The crises that all of humanity is confronting, linked to the capitalist, extractivist, and colonial model that now dominates most societies on the planet, have reached such a magnitude that they are no longer just being denounced by the same social movements that have been talking about them for fifty years; they are now found in the official reports of governments, international organisations and scientific organisations that have not been co-opted by corporate interests. A particular feature of all these crises is their close interconnection with the industrial agri-food system — indeed, they are all deeply and causally rooted in it.
The climate crisis
The Intergovernmental Panel on Climate Change (IPCC), in its recent report to the Conference of the Parties, states that unprecedented and far-reaching changes in all aspects of society are necessary if we are to limit global warming to 1.5 °C instead of 2 °C, as stipulated in the Paris Agreement. A UN News item on that report is very explicitly titled, “Reducing global warming by 0.5°C: The difference between life and death.” 

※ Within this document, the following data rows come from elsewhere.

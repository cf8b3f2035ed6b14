//! Sampling primitives
//!
//! A reusable weighted table plus the uniform helpers every generator shares.

use crate::error::GenerateResult;
use chrono::{Duration, NaiveDate};
use rand::distributions::{Distribution, WeightedIndex};
use rand::seq::SliceRandom;
use rand::Rng;

/// Discrete distribution over fixed values with relative weights
#[derive(Debug, Clone)]
pub struct WeightedTable<T> {
    values: Vec<T>,
    index: WeightedIndex<u32>,
}

impl<T: Clone> WeightedTable<T> {
    /// Build a table from `(value, weight)` pairs. Fails if the weights are
    /// empty or all zero.
    pub fn new(entries: &[(T, u32)]) -> GenerateResult<Self> {
        let index = WeightedIndex::new(entries.iter().map(|(_, w)| *w))?;
        let values = entries.iter().map(|(v, _)| v.clone()).collect();
        Ok(Self { values, index })
    }

    pub fn sample<R: Rng + ?Sized>(&self, rng: &mut R) -> T {
        self.values[self.index.sample(rng)].clone()
    }
}

/// Uniform pick from a non-empty constant table
pub fn choose<'a, T, R: Rng + ?Sized>(values: &'a [T], rng: &mut R) -> &'a T {
    &values[rng.gen_range(0..values.len())]
}

/// `k` distinct values, `k` uniform in `min..=max` (capped at the table size)
pub fn sample_distinct<T: Clone, R: Rng + ?Sized>(
    values: &[T],
    min: usize,
    max: usize,
    rng: &mut R,
) -> Vec<T> {
    let k = rng.gen_range(min..=max).min(values.len());
    values.choose_multiple(rng, k).cloned().collect()
}

/// Uniform float in `[low, high]`
pub fn uniform<R: Rng + ?Sized>(low: f64, high: f64, rng: &mut R) -> f64 {
    if high <= low {
        return low;
    }
    rng.gen_range(low..=high)
}

/// Round half away from zero to `places` decimals
pub fn round_to(value: f64, places: i32) -> f64 {
    let factor = 10f64.powi(places);
    (value * factor).round() / factor
}

/// Money amount in `[low, high]` rounded to cents, never outside the bounds
pub fn money<R: Rng + ?Sized>(low: f64, high: f64, rng: &mut R) -> f64 {
    let floor = (high * 100.0).floor() / 100.0;
    let amount = round_to(uniform(low, high, rng), 2);
    amount.clamp(low, floor.max(low)).min(high.max(low))
}

/// Uniform date in `[start, end]` (inclusive on both ends)
pub fn date_between<R: Rng + ?Sized>(start: NaiveDate, end: NaiveDate, rng: &mut R) -> NaiveDate {
    let span = (end - start).num_days();
    if span <= 0 {
        return start;
    }
    start + Duration::days(rng.gen_range(0..=span))
}

/// Uniform date within calendar year `year`
pub fn date_in_year<R: Rng + ?Sized>(year: i32, rng: &mut R) -> NaiveDate {
    let start = NaiveDate::from_ymd_opt(year, 1, 1).unwrap_or(NaiveDate::MIN);
    let end = NaiveDate::from_ymd_opt(year, 12, 31).unwrap_or(start);
    date_between(start, end, rng)
}

/// Contract-style term: `years` × 365 days after `start`
pub fn add_years_of_days(start: NaiveDate, years: u32) -> NaiveDate {
    start + Duration::days(365 * i64::from(years))
}

#[cfg(test)]
mod tests {
    use super::*;
    use rand::rngs::StdRng;
    use rand::SeedableRng;

    #[test]
    fn test_weighted_table_respects_zero_weight() {
        let table = WeightedTable::new(&[("never", 0), ("always", 5)]).unwrap();
        let mut rng = StdRng::seed_from_u64(11);
        for _ in 0..500 {
            assert_eq!(table.sample(&mut rng), "always");
        }
    }

    #[test]
    fn test_weighted_table_rejects_all_zero() {
        assert!(WeightedTable::new(&[("a", 0), ("b", 0)]).is_err());
        assert!(WeightedTable::<&str>::new(&[]).is_err());
    }

    #[test]
    fn test_weighted_table_proportions() {
        let table = WeightedTable::new(&[(0u8, 60), (1, 25), (2, 5), (3, 5), (4, 5)]).unwrap();
        let mut rng = StdRng::seed_from_u64(5);
        let mut counts = [0usize; 5];
        for _ in 0..20_000 {
            counts[table.sample(&mut rng) as usize] += 1;
        }
        let share = counts[0] as f64 / 20_000.0;
        assert!((share - 0.60).abs() < 0.03, "share of first value was {}", share);
    }

    #[test]
    fn test_sample_distinct_bounds() {
        let values = ["a", "b", "c", "d", "e", "f"];
        let mut rng = StdRng::seed_from_u64(2);
        for _ in 0..200 {
            let picked = sample_distinct(&values, 0, 3, &mut rng);
            assert!(picked.len() <= 3);
            let mut dedup = picked.clone();
            dedup.sort();
            dedup.dedup();
            assert_eq!(dedup.len(), picked.len());
        }
    }

    #[test]
    fn test_money_within_bounds() {
        let mut rng = StdRng::seed_from_u64(8);
        for _ in 0..1000 {
            let m = money(1000.0, 8000.005, &mut rng);
            assert!((1000.0..=8000.0).contains(&m));
            assert_eq!(round_to(m, 2), m);
        }
    }

    #[test]
    fn test_date_between_inclusive() {
        let start = NaiveDate::from_ymd_opt(2024, 2, 27).unwrap();
        let end = NaiveDate::from_ymd_opt(2024, 3, 1).unwrap();
        let mut rng = StdRng::seed_from_u64(4);
        for _ in 0..200 {
            let d = date_between(start, end, &mut rng);
            assert!(d >= start && d <= end);
        }
        assert_eq!(date_between(end, start, &mut rng), end);
    }

    #[test]
    fn test_round_to() {
        assert_eq!(round_to(1.005_1, 2), 1.01);
        assert_eq!(round_to(3.14159, 1), 3.1);
        assert_eq!(round_to(-0.126, 2), -0.13);
    }
}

The existing global agri-food system, promoted by a powerful transnational food industry, is responsible for nearly half of human-produced greenhouse gas emissions (the figure ranges from 44% to 57%, according to research by GRAIN over the last decade). 
In our analysis of the impact of industrial meat and dairy production, we found that, as a group, the biggest five producers of these items are today responsible for a larger volume of annual greenhouse gas emissions than Exxon, Shell, or BP, the emblematic oil companies that (for very good reason) continue to be targeted for their role in the climate crisis. .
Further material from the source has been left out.